//! Run orchestration for the Thermoplate simulator.
//!
//! Two ways to drive a [`PlateEngine`]:
//!
//! - [`LockstepRun`]: synchronous, one batch per call on the caller's
//!   thread.
//! - [`SimulationDriver`]: a background stepping thread publishing one
//!   [`Snapshot`](thermoplate_core::Snapshot) per batch into a
//!   [`SnapshotRing`], cancellable through a [`CancelToken`].
//!
//! A [`Recorder`] samples the ring on its own wall-clock cadence and writes
//! the thermistor log.

#![deny(missing_docs)]
#![deny(rustdoc::broken_intra_doc_links)]
#![forbid(unsafe_code)]

pub mod cancel;
pub mod config;
pub mod driver;
mod driver_thread;
pub mod lockstep;
pub mod metrics;
pub mod plate;
pub mod recorder;
pub mod ring;

pub use cancel::CancelToken;
pub use config::{
    ConfigError, DriverConfig, RecorderConfig, MAX_RECORD_INTERVAL, MIN_PACING,
};
pub use driver::{DriverReport, SimulationDriver};
pub use driver_thread::RunOutcome;
pub use lockstep::{BatchResult, LockstepRun};
pub use metrics::{BatchMetrics, RunMetrics};
pub use plate::PlateEngine;
pub use recorder::{create_log, RecordError, Recorder, RecorderReport, TraceRow, Traces};
pub use ring::SnapshotRing;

◆ **Assigned task**: Your response must consist of the entries, reproduced exactly.

◆ **Answer below**:
//! Run orchestration for the Thermoplate simulator.
//!
//! Two ways to drive a [`PlateEngine`]:
//!
//! - [`LockstepRun`]: synchronous, one batch per call on the caller's
//!   thread.
//! - [`SimulationDriver`]: a background stepping thread publishing one
//!   [`Snapshot`](thermoplate_core::Snapshot) per batch into a
//!   [`SnapshotRing`], cancellable through a [`CancelToken`].
//!
//! A [`Recorder`] samples the ring on its own wall-clock cadence and writes
//! the thermistor log.

#![deny(missing_docs)]
#![deny(rustdoc::broken_intra_doc_links)]
#![forbid(unsafe_code)]

pub mod cancel;
pub mod config;
pub mod driver;
mod driver_thread;
pub mod lockstep;
pub mod metrics;
pub mod plate;
pub mod recorder;
pub mod ring;

pub use cancel::CancelToken;
pub use config::{
    ConfigError, DriverConfig, RecorderConfig, MAX_RECORD_INTERVAL, MIN_PACING,
};
pub use driver::{DriverReport, SimulationDriver};
pub use driver_thread::RunOutcome;
pub use lockstep::{BatchResult, LockstepRun};
pub use metrics::{BatchMetrics, RunMetrics};
pub use plate::PlateEngine;
pub use recorder::{create_log, RecordError, Recorder, RecorderReport, TraceRow, Traces};
pub use ring::SnapshotRing;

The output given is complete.